Under section 120(1) of the Enterprise Act 2002 the Tribunal has to apply "the same principles as would be applied by a court on an application for judicial review", when considering an appeal from a decision of the Commission. Applying the case of Office of Fair Trading v IBA Health Ltd [2004] EWCA Civ 142 the court of appeal rejected Sky’s contention that the Act called for a greater intensity of review given the specialist nature of the inquiry. Although the court will apply their specialist knowledge to the case the nature of the task does not differ from the ordinary principles of review.

Taking objection to the way in which the Commission had applied the standard of proof to its findings that an RMS leading to SLC had been created by the acquisition, Sky contended that each element in the sequence of hypothetical events which formed part of the Commission’s counterfactual analysis should have been separately established on a balance of probabilities. Dismissing Sky’s appeal on the competition issues the court held that the question for the Commission was whether Sky would have had the opportunity following the merger to exert a material influence, giving rise to an SLC. In reaching their conclusion the Commission were entitled to adopt a ‘probabilistic test’ and were not under any obligation to make findings of fact.
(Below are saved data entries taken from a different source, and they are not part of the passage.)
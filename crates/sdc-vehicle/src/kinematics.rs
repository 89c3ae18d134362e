//! The per-tick motion update.

use sdc_core::{Command, Direction, Rotation, Vec2};

use crate::{AgentState, VehicleParams, VehicleResult};

/// Applies a [`Command`] to an [`AgentState`] over a time step.
///
/// Holds a validated copy of the vehicle parameters; cheap to share across
/// threads.
#[derive(Clone, Debug)]
pub struct KinematicModel {
    params: VehicleParams,
}

impl KinematicModel {
    pub fn new(params: VehicleParams) -> VehicleResult<Self> {
        params.validate()?;
        Ok(Self { params })
    }

    #[inline]
    pub fn params(&self) -> &VehicleParams {
        &self.params
    }

    /// Advance `state` by `dt` under `command`.
    ///
    /// Dead agents are left untouched.  `dt == 0` is allowed and moves
    /// nothing.
    pub fn update(&self, state: &mut AgentState, command: Command, dt: f32) {
        if !state.alive {
            return;
        }
        let p = &self.params;

        // ── Acceleration ──────────────────────────────────────────────────
        match command.direction {
            Direction::Forward => {
                if state.velocity < 0.0 {
                    state.acceleration = p.brake_deceleration;
                } else {
                    state.acceleration += dt;
                }
            }
            Direction::Backward => {
                if state.velocity > 0.0 {
                    state.acceleration = -p.brake_deceleration;
                } else {
                    state.acceleration -= dt;
                }
            }
            Direction::Neutral => {
                if state.velocity.abs() > dt * p.free_deceleration {
                    state.acceleration = -p.free_deceleration.copysign(state.velocity);
                } else if dt > 0.0 {
                    state.acceleration = -state.velocity / dt;
                }
            }
        }

        // ── Steering ──────────────────────────────────────────────────────
        match command.rotation {
            Rotation::Right   => state.steering -= p.max_steering * dt,
            Rotation::Left    => state.steering += p.max_steering * dt,
            Rotation::Neutral => state.steering = 0.0,
        }

        // ── Integrate and clamp ───────────────────────────────────────────
        state.velocity += state.acceleration * dt;
        state.velocity = state.velocity.clamp(-p.max_velocity, p.max_velocity);
        state.acceleration = state.acceleration.clamp(-p.max_acceleration, p.max_acceleration);
        state.steering = state.steering.clamp(-p.max_steering, p.max_steering);

        // ── Pose ──────────────────────────────────────────────────────────
        let angular_velocity = if state.steering != 0.0 {
            let sine = state.steering.to_radians().sin();
            if sine.abs() > f32::EPSILON {
                let turning_radius = p.chassis_length / sine;
                state.velocity / turning_radius
            } else {
                0.0
            }
        } else {
            0.0
        };

        state.position += Vec2::new(state.velocity, 0.0).rotate_deg(-state.heading) * dt;
        state.heading += angular_velocity.to_degrees() * dt;
    }
}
There had been no error of law as the standard of proof applies to the Commission’s conclusions, it was not necessary for them to isolate each step and apply a balance of probability test at every stage. In response to Sky’s argument that the Commission had failed to apply its counterfactual analysis consistently the court pointed out that this was an analytical tool rather than a statutory test. The Commission was not expected to identify a specific investment opportunity over which Sky would materially exert its influence; the question was whether Sky would have an opportunity to exert such influence.

Allowing the appeal on the issue of media plurality, the court upheld the conclusions of the Commission, that in ascertaining whether an RMS has resulted in a SLC with regard to a specific public interest consideration, the Commission’s role is to take a qualitative assessment of the effects of the merger. Even if section 58A(5) of the Act operates in such a way that ‘plurality’ refers to headcount of media enterprises only with regards to competition, the Commission is still required to regard the actual degree of control exercised by one enterprise over another when assessing whether as a result of the merger there is sufficient plurality of media enterprises under section 58(2C) of the Act.